WHAT IS EXPECTED:
The expected reply is all of the data, returned exactly.

======== EXTRACTED DATA

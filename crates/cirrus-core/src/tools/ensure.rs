use std::{fs, io};

use cirrus_domain::api::{storage_name, BuiltArtifact, ToolBinary};

use crate::effects::Effects;
use crate::errors::ToolsError;
use crate::tools::resolve::{resolve_tools, ToolsRequest};

/// Resolves the tools a bootstrap needs and uploads anything built along the way.
/// Build directories are removed once their upload has been attempted. The result is
/// ordered by architecture.
pub fn ensure_tools_availability(
    effects: &dyn Effects,
    series: &str,
    arch: Option<&str>,
) -> Result<Vec<ToolBinary>, ToolsError> {
    let request = ToolsRequest::new(series, arch.map(str::to_string));
    let selection = resolve_tools(effects, &request)?;
    let uploads: Vec<_> = selection
        .built
        .iter()
        .map(|built| {
            let uploaded = effects.storage().upload(built, &built.version);
            remove_build_dir(built);
            uploaded.map_err(|err| ToolsError::Upload {
                storage_name: storage_name(&built.version),
                reason: format!("{err:#}"),
            })
        })
        .collect();

    let mut binaries = selection.binaries;
    for uploaded in uploads {
        let uploaded = uploaded?;
        tracing::info!(
            version = %uploaded.binary(),
            location = %uploaded.storage_location,
            "uploaded tools"
        );
        binaries.push(uploaded);
    }
    binaries.sort_by(|left, right| left.arch.cmp(&right.arch));
    Ok(binaries)
}

fn remove_build_dir(built: &BuiltArtifact) {
    match fs::remove_dir_all(&built.dir) {
        Ok(()) => tracing::debug!(dir = %built.dir.display(), "removed tools build directory"),
        Err(err) if err.kind() == io::ErrorKind::NotFound => {}
        Err(err) => tracing::warn!(
            dir = %built.dir.display(),
            error = %err,
            "failed to remove tools build directory"
        ),
    }
}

================

SOLUTION:
filename crates/cirrus-core/src/tools/ensure.rs
use std::{fs, io};

use cirrus_domain::api::{storage_name, BuiltArtifact, ToolBinary};

use crate::effects::Effects;
use crate::errors::ToolsError;
use crate::tools::resolve::{resolve_tools, ToolsRequest};

/// Resolves the tools a bootstrap needs and uploads anything built along the way.
/// Build directories are removed once their upload has been attempted. The result is
/// ordered by architecture.
pub fn ensure_tools_availability(
    effects: &dyn Effects,
    series: &str,
    arch: Option<&str>,
) -> Result<Vec<ToolBinary>, ToolsError> {
    let request = ToolsRequest::new(series, arch.map(str::to_string));
    let selection = resolve_tools(effects, &request)?;
    let uploads: Vec<_> = selection
        .built
        .iter()
        .map(|built| {
            let uploaded = effects.storage().upload(built, &built.version);
            remove_build_dir(built);
            uploaded.map_err(|err| ToolsError::Upload {
                storage_name: storage_name(&built.version),
                reason: format!("{err:#}"),
            })
        })
        .collect();

    let mut binaries = selection.binaries;
    for uploaded in uploads {
        let uploaded = uploaded?;
        tracing::info!(
            version = %uploaded.binary(),
            location = %uploaded.storage_location,
            "uploaded tools"
        );
        binaries.push(uploaded);
    }
    binaries.sort_by(|left, right| left.arch.cmp(&right.arch));
    Ok(binaries)
}

fn remove_build_dir(built: &BuiltArtifact) {
    match fs::remove_dir_all(&built.dir) {
        Ok(()) => tracing::debug!(dir = %built.dir.display(), "removed tools build directory"),
        Err(err) if err.kind() == io::ErrorKind::NotFound => {}
        Err(err) => tracing::warn!(
            dir = %built.dir.display(),
            error = %err,
            "failed to remove tools build directory"
        ),
    }
}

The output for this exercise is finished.